Easing from the bed, he felt his heart clench at
her disappointed little murmur when his warmth eased
away from her. She shifted on the bed, searching for
him for a moment before settling back to sleep with
an unconscious little pout to her lips.
She would walk away, he warned himself again.
As easily as, perhaps more easily than, she had
walked into his life once again.
It was better that neither one of them grew used
to sleeping with the other. Better that he simply let her
go. If he could. He had a feeling that letting her go
again would be impossible.
Moving to the dresser on the other side of the
room, Rafe pulled on jeans and a heavy flannel shirt
before sliding his feet into a pair of comfortable
sneakers. He collected one of the slim, fragrant cigars
he preferred, a lighter, and moved to the balcony
doors.
Slipping quietly onto the balcony and easing the
door closed Rafe let the night settle around him.

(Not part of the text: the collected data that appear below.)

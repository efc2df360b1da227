use cctmunger::config::Config;
use cctmunger::process::{process_directory, process_file};
use serde_json::Value;
use std::fs;
use std::path::Path;
use tempfile::tempdir;

fn write_file(dir: &Path, name: &str, content: &str) {
    fs::write(dir.join(name), content).unwrap();
}

fn read_json(path: &Path) -> Value {
    serde_json::from_str(&fs::read_to_string(path).unwrap()).unwrap()
}

#[test]
fn test_vol_data_end_to_end() {
    let input = tempdir().unwrap();
    let output = tempdir().unwrap();
    write_file(
        input.path(),
        "vol_data_AUT.csv",
        "month,value,seasonal\n\
         108,1234.5,Seasonally Adjusted\n\
         108,1300.25,Unadjusted\n\
         109,1250,Seasonally Adjusted\n\
         109,NA,Unadjusted\n",
    );

    let config = Config::new();
    let wrote = process_file(
        &config,
        &input.path().join("vol_data_AUT.csv"),
        output.path(),
    )
    .unwrap();
    assert!(wrote);

    let csv_path = output.path().join("auto-loans/vol_data_AUT.csv");
    let json_path = output.path().join("auto-loans/vol_data_AUT.json");
    assert!(csv_path.exists());
    assert!(json_path.exists());

    let csv_content = fs::read_to_string(&csv_path).unwrap();
    let mut lines = csv_content.lines();
    assert_eq!(lines.next().unwrap(), "month,date,vol,vol_unadj");
    assert_eq!(lines.next().unwrap(), "108,2009-01,1234.5,1300.25");
    assert_eq!(lines.next().unwrap(), "109,2009-02,1250,NA");

    // two input months, two output rows: no silent drops
    assert_eq!(csv_content.lines().count(), 3);

    // every numeric CSV value appears in the JSON at its month's timestamp
    let json = read_json(&json_path);
    let adjusted = json["adjusted"].as_array().unwrap();
    assert_eq!(adjusted.len(), 2);
    assert_eq!(adjusted[0][0].as_i64().unwrap(), 1_230_768_000_000);
    assert_eq!(adjusted[0][1].as_f64().unwrap(), 1234.5);
    // the NA value is dropped from the chart series only
    assert_eq!(json["unadjusted"].as_array().unwrap().len(), 1);
    assert_eq!(json["unadjusted"][0][1].as_f64().unwrap(), 1300.25);
}

#[test]
fn test_undocumented_market_is_rejected() {
    let input = tempdir().unwrap();
    let output = tempdir().unwrap();
    write_file(input.path(), "vol_data_XYZ.csv", "month,value,adj\n108,1,Unadjusted\n");

    let config = Config::new();
    let err = process_file(
        &config,
        &input.path().join("vol_data_XYZ.csv"),
        output.path(),
    )
    .unwrap_err();
    assert!(err.to_string().contains("unrecognized input"), "{err}");

    // nothing was written anywhere under the output root
    assert_eq!(fs::read_dir(output.path()).unwrap().count(), 0);
}

#[test]
fn test_batch_isolates_failures_per_file() {
    let input = tempdir().unwrap();
    let output = tempdir().unwrap();

    write_file(
        input.path(),
        "num_data_CRC.csv",
        "month,value,adj\n108,5000,Seasonally Adjusted\n",
    );
    // ragged row: this file fails, the other converts anyway
    write_file(
        input.path(),
        "vol_data_MTG.csv",
        "month,value,adj\n108,1\n",
    );
    write_file(input.path(), "notes.txt", "not an input");

    let config = Config::new();
    let summary = process_directory(&config, input.path(), output.path(), None).unwrap();

    assert_eq!(summary.succeeded, vec!["num_data_CRC.csv"]);
    assert_eq!(summary.failed, vec!["vol_data_MTG.csv"]);
    assert!(output.path().join("credit-cards/num_data_CRC.csv").exists());
    assert!(!output.path().join("mortgages/vol_data_MTG.csv").exists());
}

#[test]
fn test_map_and_group_yoy_artifacts() {
    let input = tempdir().unwrap();
    let output = tempdir().unwrap();

    write_file(
        input.path(),
        "map_data_STU.csv",
        "state,value\n53,0.1234\n41,NA\n",
    );
    write_file(
        input.path(),
        "yoy_data_Income_Level_STU.csv",
        "month,value,group\n108,0.05,Low\n108,0.07,High\n",
    );

    let config = Config::new();
    let summary = process_directory(&config, input.path(), output.path(), None).unwrap();
    assert_eq!(summary.failed.len(), 0);
    assert_eq!(summary.succeeded.len(), 2);

    let map_json = read_json(&output.path().join("student-loans/map_data_STU.json"));
    assert_eq!(map_json[0]["name"], "WA");
    assert_eq!(map_json[0]["value"], "12.34");

    let yoy_csv =
        fs::read_to_string(output.path().join("student-loans/yoy_data_Income_Level_STU.csv"))
            .unwrap();
    let mut lines = yoy_csv.lines();
    assert_eq!(
        lines.next().unwrap(),
        "month,date,low_yoy,moderate_yoy,middle_yoy,high_yoy"
    );
    assert_eq!(lines.next().unwrap(), "108,2009-01,0.05,,,0.07");

    let yoy_json = read_json(&output.path().join("student-loans/yoy_data_Income_Level_STU.json"));
    assert_eq!(yoy_json["Low"][0][1].as_f64().unwrap(), 0.05);
    assert_eq!(yoy_json["Moderate"].as_array().unwrap().len(), 0);
}

#[test]
fn test_snapshot_file_needs_output_path() {
    let input = tempdir().unwrap();
    let output = tempdir().unwrap();
    write_file(
        input.path(),
        "data_snapshot_2017-06.csv",
        "month,market,var,value,value_yoy\n195,AUT,Originations,2100000,3.4\n",
    );

    let config = Config::new();

    // without a snapshot path the file is skipped, neither success nor failure
    let summary = process_directory(&config, input.path(), output.path(), None).unwrap();
    assert!(summary.succeeded.is_empty());
    assert!(summary.failed.is_empty());

    // with one, the snapshot JSON lands at the requested path
    let snapshot_path = output.path().join("snapshot.json");
    let summary =
        process_directory(&config, input.path(), output.path(), Some(&snapshot_path)).unwrap();
    assert_eq!(summary.succeeded, vec!["data_snapshot_2017-06.csv"]);

    let snapshot = read_json(&snapshot_path);
    assert_eq!(snapshot["markets"][0]["market_key"], "AUT");
    assert_eq!(snapshot["markets"][0]["num_originations"], "2.1 million");
}
//! The batch conversion pipeline.
//!
//! Each raw export is routed by filename to its statistic processor, pivoted
//! into the public row shape, and emitted as a CSV/JSON pair under the
//! market's folder. Files are independent: one failure is logged and counted,
//! the rest of the batch carries on.

pub mod date;
pub mod groups;
pub mod load;
pub mod map;
pub mod route;
pub mod summary;
pub mod yoy;

use rayon::prelude::*;
use serde_json::Value;
use std::fs;
use std::path::{Path, PathBuf};
use tracing::{info, instrument, warn};

use crate::config::{self, Config, Statistic};
use crate::emit;
use crate::error::MungeError;
use crate::snapshot;

use load::RawRow;

/// One converted artifact pair: CSV rows (header first) and the chart JSON.
#[derive(Debug)]
pub struct Converted {
    pub rows: Vec<Vec<String>>,
    pub json: Value,
}

impl Converted {
    /// An input with no data rows converts to nothing at all.
    pub fn empty() -> Self {
        Converted {
            rows: Vec::new(),
            json: Value::Null,
        }
    }

    pub fn is_empty(&self) -> bool {
        self.rows.is_empty()
    }
}

/// Unpacks a raw row into exactly `N` fields, or reports the arity mismatch.
pub(crate) fn fields<'a, const N: usize>(
    file: &str,
    row: &'a RawRow,
) -> Result<[&'a str; N], MungeError> {
    if row.fields.len() != N {
        return Err(MungeError::validation(
            file,
            row.line,
            format!("expected {N} fields, found {}", row.fields.len()),
        ));
    }
    let mut out = [""; N];
    for (slot, field) in out.iter_mut().zip(&row.fields) {
        *slot = field.as_str();
    }
    Ok(out)
}

/// Normalizes a raw date field into (month ordinal, canonical `YYYY-MM`).
pub(crate) fn month_field(
    file: &str,
    row: &RawRow,
    raw: &str,
) -> Result<(i64, String), MungeError> {
    let ordinal = date::parse_month(raw).ok_or_else(|| {
        MungeError::validation(file, row.line, format!("unparseable date '{raw}'"))
    })?;
    let date = date::month_to_date(ordinal).ok_or_else(|| {
        MungeError::validation(file, row.line, format!("date '{raw}' is out of range"))
    })?;
    Ok((ordinal, date))
}

fn dispatch(
    config: &Config,
    statistic: Statistic,
    file: &str,
    rows: &[RawRow],
) -> Result<Converted, MungeError> {
    match statistic {
        Statistic::Map => map::process_map(file, config, rows),
        Statistic::NumSummary => {
            summary::process_summary(file, rows, config::SUMMARY_NUM_OUTPUT_SCHEMA)
        }
        Statistic::VolSummary => {
            summary::process_summary(file, rows, config::SUMMARY_VOL_OUTPUT_SCHEMA)
        }
        Statistic::InquiryIndex => {
            summary::process_summary(file, rows, config::INQUIRY_INDEX_OUTPUT_SCHEMA)
        }
        Statistic::TightnessIndex => {
            summary::process_summary(file, rows, config::TIGHTNESS_INDEX_OUTPUT_SCHEMA)
        }
        Statistic::AgeVolume => groups::process_group_volume(file, rows, &config::AGE_GROUPS),
        Statistic::IncomeVolume => groups::process_group_volume(file, rows, &config::INCOME_GROUPS),
        Statistic::ScoreVolume => groups::process_group_volume(file, rows, &config::SCORE_GROUPS),
        Statistic::YoySummary => yoy::process_yoy_summary(file, rows),
        Statistic::AgeYoy => groups::process_group_yoy(file, rows, &config::AGE_GROUPS),
        Statistic::IncomeYoy => groups::process_group_yoy(file, rows, &config::INCOME_GROUPS),
        Statistic::ScoreYoy => groups::process_group_yoy(file, rows, &config::SCORE_GROUPS),
    }
}

/// Converts one routed input file and emits its CSV/JSON pair under the
/// market folder. Returns `true` when artifacts were written, `false` for an
/// input with no data rows.
#[instrument(level = "info", skip_all, fields(file = %load::file_label(path)))]
pub fn process_file(config: &Config, path: &Path, out_root: &Path) -> Result<bool, MungeError> {
    let file = load::file_label(path);
    let route = route::route_filename(config, &file)?;
    let rows = load::load_csv(path)?;
    let converted = dispatch(config, route.statistic, &file, &rows)?;

    if converted.is_empty() {
        info!("no data rows, nothing to emit");
        return Ok(false);
    }

    let csv_path = out_root.join(route.market.folder).join(&file);
    let json_path = csv_path.with_extension("json");
    emit::save_csv(&csv_path, &converted.rows)?;
    emit::save_json(&json_path, &converted.json)?;

    info!(
        rows = converted.rows.len() - 1,
        market = route.market.folder,
        "converted"
    );
    Ok(true)
}

/// Per-file outcomes of one batch run.
#[derive(Debug, Default)]
pub struct RunSummary {
    pub succeeded: Vec<String>,
    pub failed: Vec<String>,
}

/// Converts every `*.csv` under `input`, writing artifacts under `out_root`
/// and the optional data snapshot JSON to `snapshot_out`.
pub fn process_directory(
    config: &Config,
    input: &Path,
    out_root: &Path,
    snapshot_out: Option<&Path>,
) -> Result<RunSummary, MungeError> {
    let mut inputs: Vec<PathBuf> = Vec::new();
    for entry in fs::read_dir(input).map_err(|e| MungeError::io(input, e))? {
        let entry = entry.map_err(|e| MungeError::io(input, e))?;
        let path = entry.path();
        let is_csv = path
            .extension()
            .and_then(|e| e.to_str())
            .map(|e| e.eq_ignore_ascii_case("csv"))
            .unwrap_or(false);
        if is_csv && path.is_file() {
            inputs.push(path);
        }
    }
    inputs.sort();

    info!(count = inputs.len(), dir = %input.display(), "found input csv files");
    if inputs.is_empty() {
        warn!(dir = %input.display(), "no csv data files found");
        return Ok(RunSummary::default());
    }

    let mut summary = RunSummary::default();
    let mut market_files: Vec<PathBuf> = Vec::new();

    for path in inputs {
        let name = load::file_label(&path);
        if config.find_market(&name).is_some() {
            market_files.push(path);
        } else if name.contains(config::SNAPSHOT_FNAME_KEY) {
            match snapshot_out {
                Some(out) => match process_snapshot_file(&path, out) {
                    Ok(()) => summary.succeeded.push(name),
                    Err(e) => {
                        warn!(file = %name, error = %e, "snapshot processing failed");
                        summary.failed.push(name);
                    }
                },
                None => warn!(
                    file = %name,
                    "no data snapshot output path specified, skipping snapshot file"
                ),
            }
        } else {
            info!(file = %name, "ignoring file, no recognized market in name");
            summary.failed.push(name);
        }
    }

    // Files are independent, so converting them in parallel is safe.
    let outcomes: Vec<(String, Result<bool, MungeError>)> = market_files
        .par_iter()
        .map(|path| (load::file_label(path), process_file(config, path, out_root)))
        .collect();

    for (name, outcome) in outcomes {
        match outcome {
            Ok(_) => summary.succeeded.push(name),
            Err(e) => {
                warn!(file = %name, error = %e, "conversion failed");
                summary.failed.push(name);
            }
        }
    }

    info!(
        succeeded = summary.succeeded.len(),
        "processed input data files"
    );
    if !summary.failed.is_empty() {
        warn!(
            failed = summary.failed.len(),
            "unable to process some input data files"
        );
    }
    Ok(summary)
}

fn process_snapshot_file(path: &Path, out: &Path) -> Result<(), MungeError> {
    let file = load::file_label(path);
    let rows = load::load_csv(path)?;
    let published = chrono::Utc::now().date_naive();
    let document = snapshot::process_snapshot(&file, &rows, published)?;
    emit::save_json(out, &document)?;
    info!(path = %out.display(), "saved data snapshot");
    Ok(())
}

The acrid, spicy sweet taste mixed with the
smoke had the immediate effect of easing the worse
of the tension that had begun to fill him.
This wasn’t the same warning, or foreboding as
his recruiting officer had called it, that had served
Rafe so well in the Marines. This was something he
had only felt when heading into the most dangerous of
the missions he’d undertaken. This wasn’t just a
foreboding, it was a straight-up fucking warning.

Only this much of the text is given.